After posting to Facebook that my eldest son and I intended to participate in NaNoWriMo (an event in which people attempt to write a novel in the month of November), several things happened.


First, several of my writer friends responded to my post saying either they, too, had temporarily lost their minds and had committed themselves to this goal, or they wanted to in the future, or they had been involved in the past.


Second, people I didn't know posted on my wall saying they were part of the event and could answer our questions.


Third, I realized that in a very it's-a-small-world kind of way, I actually did know one of the 'strangers' on my wall. Her parents were family friends from way back in my childhood. I believe I even met her (she would have been a toddler). If we want to go even further back, her uncle was my first boyfriend. Although, you'd have to use the term loosely, since I was 12 at the time, and broke up with him when he freaked me out because he tried to hold my hand during a movie being played in school assembly. I'm guessing she doesn't know that story!


When Eric asked me to be part of NaNoWriMo with him, I immediately became fixated on the logistics of the plan. 50,000 words, although a lot to accomplish in a single month, is a far shorter word count than most of the novels I have been writing recently. For me, this word count lands the novel squarely into the category romance novel division, My goal, through NaNoWriMo, is to produce a Harlequin worthy piece of work. There will be kissing and hand holding and... stuff. With this target in mind, I begin to ask myself, what do you want to write about?

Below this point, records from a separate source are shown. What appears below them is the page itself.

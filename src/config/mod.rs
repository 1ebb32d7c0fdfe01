use secrecy::SecretString;
use serde::Deserialize;
use strum::{Display, EnumString};

/// Controls how much error detail is exposed to callers.
#[derive(Debug, Clone, Copy, Default, Deserialize, Display, EnumString, PartialEq, Eq)]
#[serde(rename_all = "lowercase")]
#[strum(serialize_all = "lowercase")]
pub enum RuntimeMode {
    Development,
    #[default]
    Production,
}

impl RuntimeMode {
    /// Traces and underlying error details are only sent outside production.
    pub fn exposes_error_detail(self) -> bool {
        self != RuntimeMode::Production
    }
}

#[derive(Debug, Deserialize)]
pub struct AppConfig {
    /// Interface the listener binds to.
    #[serde(default = "default_host")]
    pub host: String,

    /// Listener port.
    #[serde(default = "default_port")]
    pub port: u16,

    /// OpenAI API key
    pub open_ai_api_key: SecretString,

    /// OpenAI API base URL, without the trailing `/chat/completions`
    #[serde(default = "default_openai_base_url")]
    pub openai_base_url: String,

    /// Vision-capable chat model used for analysis
    #[serde(default = "default_openai_model")]
    pub openai_model: String,

    #[serde(default)]
    pub app_env: RuntimeMode,

    /// Maximum accepted request body, in bytes.
    #[serde(default = "default_body_limit_bytes")]
    pub body_limit_bytes: usize,

    /// Prometheus exporter address (e.g., "0.0.0.0:9001"). Disabled when unset.
    #[serde(default)]
    pub metrics_addr: Option<String>,
}

fn default_host() -> String {
    "0.0.0.0".to_string()
}

fn default_port() -> u16 {
    8001
}

fn default_openai_base_url() -> String {
    "https://api.openai.com/v1".to_string()
}

fn default_openai_model() -> String {
    "gpt-4o-mini".to_string()
}

fn default_body_limit_bytes() -> usize {
    50 * 1024 * 1024
}

impl AppConfig {
    pub fn from_env() -> Result<Self, envy::Error> {
        dotenvy::dotenv().ok();
        envy::from_env()
    }

    pub fn bind_addr(&self) -> String {
        format!("{}:{}", self.host, self.port)
    }
}
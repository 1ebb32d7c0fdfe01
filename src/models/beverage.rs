use serde::{Deserialize, Serialize};

/// Shape the model is asked to return for a photographed beverage.
///
/// Only the example instance is used at runtime: it is rendered into the
/// prompt. Replies are relayed as untyped JSON and never checked against it.
#[derive(Debug, Clone, Serialize, Deserialize, PartialEq)]
pub struct BeverageProfile {
    #[serde(rename = "type")]
    pub kind: String,
    pub category: String,
    pub brand: String,
    pub price: Price,
    pub flavor_profile: FlavorProfile,
    pub alcohol_content: AlcoholContent,
    pub production: Production,
    pub dietary_info: DietaryInfo,
    pub packaging: Packaging,
    pub occasion: String,
    pub pairing_options: Vec<String>,
    pub reviews: Reviews,
}

#[derive(Debug, Clone, Serialize, Deserialize, PartialEq)]
pub struct Price {
    pub currency: String,
    pub amount: u32,
}

#[derive(Debug, Clone, Serialize, Deserialize, PartialEq)]
pub struct FlavorProfile {
    /// 1-5
    pub sweetness: u8,
    pub aroma: Vec<String>,
    /// 1-5
    pub smoothness: u8,
    pub notes: Vec<String>,
}

#[derive(Debug, Clone, Serialize, Deserialize, PartialEq)]
pub struct AlcoholContent {
    pub abv: u32,
    pub unit: String,
}

#[derive(Debug, Clone, Serialize, Deserialize, PartialEq)]
pub struct Production {
    pub age: u32,
    pub distillation: String,
    pub barrel_type: String,
    pub country_of_origin: String,
}

#[derive(Debug, Clone, Serialize, Deserialize, PartialEq)]
pub struct DietaryInfo {
    pub calories_per_serving: u32,
    pub gluten_free: bool,
}

#[derive(Debug, Clone, Serialize, Deserialize, PartialEq)]
pub struct Packaging {
    pub bottle_size: u32,
    pub unit: String,
    pub design: String,
    pub gift_packaging: bool,
}

#[derive(Debug, Clone, Serialize, Deserialize, PartialEq)]
pub struct Reviews {
    pub average_rating: f64,
    pub critic_reviews: Vec<String>,
    pub user_reviews: u32,
}

fn strings(items: &[&str]) -> Vec<String> {
    items.iter().map(|s| s.to_string()).collect()
}

impl BeverageProfile {
    /// The worked example embedded in the analysis prompt.
    pub fn example() -> Self {
        Self {
            kind: "Whiskey".to_string(),
            category: "Single Malt".to_string(),
            brand: "Glenfiddich".to_string(),
            price: Price {
                currency: "USD".to_string(),
                amount: 60,
            },
            flavor_profile: FlavorProfile {
                sweetness: 3,
                aroma: strings(&["Fruity", "Floral"]),
                smoothness: 4,
                notes: strings(&["Vanilla", "Oak", "Honey"]),
            },
            alcohol_content: AlcoholContent {
                abv: 40,
                unit: "%".to_string(),
            },
            production: Production {
                age: 12,
                distillation: "Triple Distilled".to_string(),
                barrel_type: "Ex-Bourbon Oak".to_string(),
                country_of_origin: "Scotland".to_string(),
            },
            dietary_info: DietaryInfo {
                calories_per_serving: 70,
                gluten_free: true,
            },
            packaging: Packaging {
                bottle_size: 750,
                unit: "ml".to_string(),
                design: "Premium".to_string(),
                gift_packaging: false,
            },
            occasion: "Special Event".to_string(),
            pairing_options: strings(&["Cheese", "Dark Chocolate", "Grilled Meat"]),
            reviews: Reviews {
                average_rating: 4.7,
                critic_reviews: strings(&["Highly Recommended by Whisky Advocate"]),
                user_reviews: 350,
            },
        }
    }
}
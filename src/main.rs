use metrics_exporter_prometheus::PrometheusBuilder;
use std::net::SocketAddr;
use tracing_subscriber::EnvFilter;

use beverage_lens::app_state::AppState;
use beverage_lens::config::AppConfig;
use beverage_lens::routes::build_router;
use beverage_lens::services::openai::OpenAiClient;

#[tokio::main]
async fn main() {
    // Initialize structured logging
    tracing_subscriber::fmt()
        .with_env_filter(
            EnvFilter::try_from_default_env().unwrap_or_else(|_| EnvFilter::new("info")),
        )
        .json()
        .init();

    // Load configuration from environment
    let config = AppConfig::from_env().expect("Failed to load configuration from environment");

    tracing::info!(mode = %config.app_env, model = %config.openai_model, "Initializing beverage-lens server");

    // Prometheus exporter runs on its own listener, only when configured
    if let Some(metrics_addr) = &config.metrics_addr {
        let addr: SocketAddr = metrics_addr.parse().expect("Invalid METRICS_ADDR");
        PrometheusBuilder::new()
            .with_http_listener(addr)
            .install()
            .expect("Failed to install Prometheus metrics exporter");
        tracing::info!("Serving metrics on {}", addr);
    }

    metrics::describe_counter!(
        "image_analysis_requests_total",
        "Total image analysis requests received"
    );
    metrics::describe_counter!(
        "image_analysis_failures_total",
        "Total image analysis requests that ended in an error response"
    );
    metrics::describe_histogram!(
        "image_analysis_upstream_seconds",
        "Time spent waiting for the vision model"
    );

    let bind_addr = config.bind_addr();
    let vision = OpenAiClient::new(
        &config.openai_base_url,
        config.open_ai_api_key,
        &config.openai_model,
    );
    let state = AppState::new(vision, config.app_env);
    let app = build_router(state, config.body_limit_bytes);

    let listener = tokio::net::TcpListener::bind(&bind_addr)
        .await
        .expect("Failed to bind to address");

    tracing::info!("Server running on {}", bind_addr);

    axum::serve(listener, app)
        .await
        .expect("Server error");
}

I begin the happy process of fantasizing, and decide my heroine will be named Pearl. It will be a few days before I realize that I most likely have 'randomly' picked this name due to the fact that for the past month I have worked with a woman named Pearl. Huh. So much for my creative brilliance. My Pearl, though, is nothing like my associate. Well, maybe I will make them look-alikes.


My story, as I begin to plot/fantasize it out, will be a cowboy romance set in Armstrong, BC. To be specific, it will be set at the former cite of Circle Square Ranch, where I taught horsemanship after high school graduation. In the book, this farm will be the property of my alpha male hero (at present unnamed), and from this farm he will operate an equine assisted therapy camp. Pearl, a former rodeo cowgirl who has recently gone through divorce, will come to work for him. Sparks will fly. There will be happily-ever-afters.

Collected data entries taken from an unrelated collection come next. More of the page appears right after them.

pub mod analyze;

use std::any::Any as PanicPayload;

use axum::extract::DefaultBodyLimit;
use axum::http::{header, Method};
use axum::routing::post;
use axum::Router;
use tower_http::catch_panic::CatchPanicLayer;
use tower_http::compression::CompressionLayer;
use tower_http::cors::{Any, CorsLayer};
use tower_http::trace::TraceLayer;

use crate::app_state::AppState;
use crate::error::AppError;

/// Build the application router with its middleware stack.
///
/// `body_limit` caps request bodies; oversized bodies surface as a body
/// rejection and go through the generic error response.
pub fn build_router(state: AppState, body_limit: usize) -> Router {
    let mode = state.mode;

    let cors = CorsLayer::new()
        .allow_origin(Any)
        .allow_methods([Method::GET, Method::POST])
        .allow_headers([header::CONTENT_TYPE, header::AUTHORIZATION]);

    Router::new()
        .route("/analyze-image", post(analyze::analyze_image))
        .with_state(state)
        .layer(DefaultBodyLimit::max(body_limit))
        .layer(TraceLayer::new_for_http())
        .layer(CompressionLayer::new())
        .layer(cors)
        .layer(CatchPanicLayer::custom(
            move |panic: Box<dyn PanicPayload + Send + 'static>| AppError::from_panic(panic).render(mode),
        ))
}
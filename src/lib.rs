//! Beverage image analysis service
//!
//! This library provides the pieces of the beverage-lens server: a single
//! endpoint that sends a data-URI image to an OpenAI vision model with a fixed
//! prompt and relays the model's JSON description of the beverage.

pub mod app_state;
pub mod config;
pub mod error;
pub mod models;
pub mod routes;
pub mod services;
pub mod analysis;
pub mod openai;
pub mod prompt;
pub mod vision;
//! Error types for draftsmith.

use axum::{
    Json,
    http::{StatusCode, header},
    response::{IntoResponse, Response},
};
use serde_json::json;
use thiserror::Error;

/// Application result type.
pub type AppResult<T> = Result<T, AppError>;

/// Application error type.
#[derive(Debug, Error)]
pub enum AppError {
    // === Client Errors ===
    /// Resource absent, or owned by someone else. The two causes are
    /// deliberately indistinguishable so that existence of other users'
    /// resources never leaks.
    #[error("Not found: {0}")]
    NotFound(String),

    #[error("Could not validate credentials")]
    Unauthorized,

    #[error("Bad request: {0}")]
    BadRequest(String),

    #[error("Validation error: {0}")]
    Validation(String),

    // === Server Errors ===
    #[error("Database error: {0}")]
    Database(String),

    #[error("Configuration error: {0}")]
    Config(String),

    #[error("External service error: {0}")]
    ExternalService(String),

    #[error("Internal error: {0}")]
    Internal(String),
}

impl AppError {
    /// Returns the HTTP status code for this error.
    #[must_use]
    pub const fn status_code(&self) -> StatusCode {
        match self {
            Self::NotFound(_) => StatusCode::NOT_FOUND,
            Self::Unauthorized => StatusCode::UNAUTHORIZED,
            Self::BadRequest(_) | Self::Validation(_) => StatusCode::BAD_REQUEST,
            Self::Database(_) | Self::Config(_) | Self::ExternalService(_) | Self::Internal(_) => {
                StatusCode::INTERNAL_SERVER_ERROR
            }
        }
    }

    /// Returns the error code for API responses.
    #[must_use]
    pub const fn error_code(&self) -> &'static str {
        match self {
            Self::NotFound(_) => "NOT_FOUND",
            Self::Unauthorized => "UNAUTHORIZED",
            Self::BadRequest(_) => "BAD_REQUEST",
            Self::Validation(_) => "VALIDATION_ERROR",
            Self::Database(_) => "DATABASE_ERROR",
            Self::Config(_) => "CONFIG_ERROR",
            Self::ExternalService(_) => "EXTERNAL_SERVICE_ERROR",
            Self::Internal(_) => "INTERNAL_ERROR",
        }
    }

    /// Returns whether this error should be logged at error level.
    #[must_use]
    pub fn is_server_error(&self) -> bool {
        self.status_code().is_server_error()
    }
}

impl IntoResponse for AppError {
    fn into_response(self) -> Response {
        let status = self.status_code();
        let code = self.error_code();

        if self.is_server_error() {
            tracing::error!(error = %self, code = code, "Server error occurred");
        } else {
            tracing::debug!(error = %self, code = code, "Client error occurred");
        }

        let body = Json(json!({
            "error": {
                "code": code,
                "message": self.to_string(),
            }
        }));

        let mut response = (status, body).into_response();

        // Credential failures carry the bearer challenge
        if matches!(self, Self::Unauthorized) {
            response.headers_mut().insert(
                header::WWW_AUTHENTICATE,
                header::HeaderValue::from_static("Bearer"),
            );
        }

        response
    }
}

// === From implementations ===

impl From<validator::ValidationErrors> for AppError {
    fn from(err: validator::ValidationErrors) -> Self {
        Self::Validation(err.to_string())
    }
}

impl From<config::ConfigError> for AppError {
    fn from(err: config::ConfigError) -> Self {
        Self::Config(err.to_string())
    }
}

impl From<anyhow::Error> for AppError {
    fn from(err: anyhow::Error) -> Self {
        Self::Internal(err.to_string())
    }
}

#[cfg(test)]
mod tests {
    use super::*;

    #[test]
    fn test_status_codes() {
        assert_eq!(
            AppError::NotFound("project 1".into()).status_code(),
            StatusCode::NOT_FOUND
        );
        assert_eq!(
            AppError::Unauthorized.status_code(),
            StatusCode::UNAUTHORIZED
        );
        assert_eq!(
            AppError::BadRequest("bad".into()).status_code(),
            StatusCode::BAD_REQUEST
        );
        assert_eq!(
            AppError::Database("boom".into()).status_code(),
            StatusCode::INTERNAL_SERVER_ERROR
        );
    }

    #[test]
    fn test_unauthorized_carries_challenge_header() {
        let response = AppError::Unauthorized.into_response();
        assert_eq!(response.status(), StatusCode::UNAUTHORIZED);
        assert_eq!(
            response
                .headers()
                .get(header::WWW_AUTHENTICATE)
                .and_then(|v| v.to_str().ok()),
            Some("Bearer")
        );
    }

    #[test]
    fn test_not_found_has_no_challenge_header() {
        let response = AppError::NotFound("section 9".into()).into_response();
        assert!(response.headers().get(header::WWW_AUTHENTICATE).is_none());
    }
}
//! Refinement history entity.
//!
//! An immutable audit record of one content change to a section.
//! Append-only, except for the `liked` flag which the feedback endpoint
//! sets on the most recent record.

use sea_orm::entity::prelude::*;
use serde::{Deserialize, Serialize};

#[derive(Clone, Debug, PartialEq, Eq, DeriveEntityModel, Serialize, Deserialize)]
#[sea_orm(table_name = "refinement_history")]
pub struct Model {
    #[sea_orm(primary_key)]
    pub id: i32,

    #[sea_orm(indexed)]
    pub section_id: i32,

    /// Content snapshot before the change. None for the first generation.
    #[sea_orm(column_type = "Text", nullable)]
    pub old_content: Option<String>,

    #[sea_orm(column_type = "Text")]
    pub new_content: String,

    /// The instruction that produced the change, or the fixed
    /// "Initial generation" marker.
    #[sea_orm(column_type = "Text")]
    pub prompt: String,

    /// Tri-state feedback flag; absent until feedback is given.
    #[sea_orm(nullable)]
    pub liked: Option<bool>,

    pub created_at: DateTimeWithTimeZone,
}

#[derive(Copy, Clone, Debug, EnumIter, DeriveRelation)]
pub enum Relation {
    #[sea_orm(
        belongs_to = "super::section::Entity",
        from = "Column::SectionId",
        to = "super::section::Column::Id"
    )]
    Section,
}

impl Related<super::section::Entity> for Entity {
    fn to() -> RelationDef {
        Relation::Section.def()
    }
}

impl ActiveModelBehavior for ActiveModel {}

As I start to imagine and form a loose set of characters and plot, I start getting excited. I am having a hard time waiting for November to come. I discipline myself, and re-immerse my brain in the novel about addiction and forgiveness and new beginnings I am currently developing. If I really behave myself, I should have that novel at roughly the 60,000 word count before November. That would give me December to finish it off, and if I can accomplish all of this, I will have written three full novels in one year. If I do that, there will be celebrating!


When I ask Eric what his book will be about, he says he thinks he is planning to work on a ghost story, which is cool. I am excited for the end of November when we can swap, and read each other's works, though I may forewarn my first-born of the sex scene page numbers his mother will have concocted -- on the off chance he might choose to avoid those passages!